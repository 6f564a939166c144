use std::sync::LazyLock;

pub const ICON_DASHBOARD: &str = "📊";
pub const ICON_ANALYSIS: &str = "📈";
pub const ICON_SETTINGS: &str = "⚙";
pub const ICON_SEARCH: &str = "🔍";
pub const ICON_EMAIL: &str = "✉";
pub const ICON_EXPORT: &str = "💾";
pub const ICON_UP: &str = "⏶";
pub const ICON_DOWN: &str = "⏷";
pub const ICON_LIVE: &str = "⏺";

pub struct UiText {
    pub app_name: String,
    pub app_tagline: String,

    // Navigation
    pub nav_dashboard: String,
    pub nav_analysis: String,
    pub nav_settings: String,

    // Profile block
    pub user_name: String,
    pub user_role: String,
    pub user_initials: String,

    // Top bar
    pub search_hint: String,
    pub label_category: String,

    // Dashboard
    pub heading_overview: String,
    pub heading_performance: String,
    pub heading_top_movers: String,
    pub label_waiting_for_quotes: String,

    // Analysis
    pub heading_analysis: String,
    pub heading_price_analysis: String,
    pub heading_key_stats: String,
    pub heading_instruments: String,
    pub label_no_matches: String,
    pub btn_email: String,
    pub btn_export_excel: String,
    pub btn_export_pdf: String,
    pub ks_open: String,
    pub ks_high: String,
    pub ks_low: String,
    pub ks_volume: String,

    // Settings
    pub heading_settings: String,
    pub label_feed_mode: String,
    pub label_refresh: String,
    pub label_export_dir: String,

    // Status bar
    pub sp_last_update: String,
    pub sp_never: String,
    pub sp_live: String,
}

pub static UI_TEXT: LazyLock<UiText> = LazyLock::new(|| UiText {
    app_name: "TradePro".to_string(),
    app_tagline: "Market Dashboard".to_string(),

    nav_dashboard: format!("{} Dashboard", ICON_DASHBOARD),
    nav_analysis: format!("{} Analysis", ICON_ANALYSIS),
    nav_settings: format!("{} Settings", ICON_SETTINGS),

    user_name: "Karthik".to_string(),
    user_role: "Pro Trader".to_string(),
    user_initials: "KA".to_string(),

    search_hint: format!("{} Search symbols...", ICON_SEARCH),
    label_category: "Market".to_string(),

    heading_overview: "Market Overview".to_string(),
    heading_performance: "Market Performance".to_string(),
    heading_top_movers: "Top Movers".to_string(),
    label_waiting_for_quotes: "Waiting for live quotes...".to_string(),

    heading_analysis: "Analysis".to_string(),
    heading_price_analysis: "Price Analysis".to_string(),
    heading_key_stats: "Key Statistics".to_string(),
    heading_instruments: "Instruments".to_string(),
    label_no_matches: "No matching symbols".to_string(),
    btn_email: format!("{} Email", ICON_EMAIL),
    btn_export_excel: format!("{} Export Excel", ICON_EXPORT),
    btn_export_pdf: format!("{} Export PDF", ICON_EXPORT),
    ks_open: "Open".to_string(),
    ks_high: "High".to_string(),
    ks_low: "Low".to_string(),
    ks_volume: "Volume".to_string(),

    heading_settings: format!("{} Settings", ICON_SETTINGS),
    label_feed_mode: "Crypto feed".to_string(),
    label_refresh: "Refresh".to_string(),
    label_export_dir: "Export folder".to_string(),

    sp_last_update: "Last crypto update".to_string(),
    sp_never: "never".to_string(),
    sp_live: ICON_LIVE.to_string(),
});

> [Activity]:
Output the full listing again with nothing altered.

> [Expected answer]:
repository 6f564a939166c144
use std::sync::LazyLock;

pub const ICON_DASHBOARD: &str = "📊";
pub const ICON_ANALYSIS: &str = "📈";
pub const ICON_SETTINGS: &str = "⚙";
pub const ICON_SEARCH: &str = "🔍";
pub const ICON_EMAIL: &str = "✉";
pub const ICON_EXPORT: &str = "💾";
pub const ICON_UP: &str = "⏶";
pub const ICON_DOWN: &str = "⏷";
pub const ICON_LIVE: &str = "⏺";

pub struct UiText {
    pub app_name: String,
    pub app_tagline: String,

    // Navigation
    pub nav_dashboard: String,
    pub nav_analysis: String,
    pub nav_settings: String,

    // Profile block
    pub user_name: String,
    pub user_role: String,
    pub user_initials: String,

    // Top bar
    pub search_hint: String,
    pub label_category: String,

    // Dashboard
    pub heading_overview: String,
    pub heading_performance: String,
    pub heading_top_movers: String,
    pub label_waiting_for_quotes: String,

    // Analysis
    pub heading_analysis: String,
    pub heading_price_analysis: String,
    pub heading_key_stats: String,
    pub heading_instruments: String,
    pub label_no_matches: String,
    pub btn_email: String,
    pub btn_export_excel: String,
    pub btn_export_pdf: String,
    pub ks_open: String,
    pub ks_high: String,
    pub ks_low: String,
    pub ks_volume: String,

    // Settings
    pub heading_settings: String,
    pub label_feed_mode: String,
    pub label_refresh: String,
    pub label_export_dir: String,

    // Status bar
    pub sp_last_update: String,
    pub sp_never: String,
    pub sp_live: String,
}

pub static UI_TEXT: LazyLock<UiText> = LazyLock::new(|| UiText {
    app_name: "TradePro".to_string(),
    app_tagline: "Market Dashboard".to_string(),

    nav_dashboard: format!("{} Dashboard", ICON_DASHBOARD),
    nav_analysis: format!("{} Analysis", ICON_ANALYSIS),
    nav_settings: format!("{} Settings", ICON_SETTINGS),

    user_name: "Karthik".to_string(),
    user_role: "Pro Trader".to_string(),
    user_initials: "KA".to_string(),

    search_hint: format!("{} Search symbols...", ICON_SEARCH),
    label_category: "Market".to_string(),

    heading_overview: "Market Overview".to_string(),
    heading_performance: "Market Performance".to_string(),
    heading_top_movers: "Top Movers".to_string(),
    label_waiting_for_quotes: "Waiting for live quotes...".to_string(),

    heading_analysis: "Analysis".to_string(),
    heading_price_analysis: "Price Analysis".to_string(),
    heading_key_stats: "Key Statistics".to_string(),
    heading_instruments: "Instruments".to_string(),
    label_no_matches: "No matching symbols".to_string(),
    btn_email: format!("{} Email", ICON_EMAIL),
    btn_export_excel: format!("{} Export Excel", ICON_EXPORT),
    btn_export_pdf: format!("{} Export PDF", ICON_EXPORT),
    ks_open: "Open".to_string(),
    ks_high: "High".to_string(),
    ks_low: "Low".to_string(),
    ks_volume: "Volume".to_string(),

    heading_settings: format!("{} Settings", ICON_SETTINGS),
    label_feed_mode: "Crypto feed".to_string(),
    label_refresh: "Refresh".to_string(),
    label_export_dir: "Export folder".to_string(),

    sp_last_update: "Last crypto update".to_string(),
    sp_never: "never".to_string(),
    sp_live: ICON_LIVE.to_string(),
});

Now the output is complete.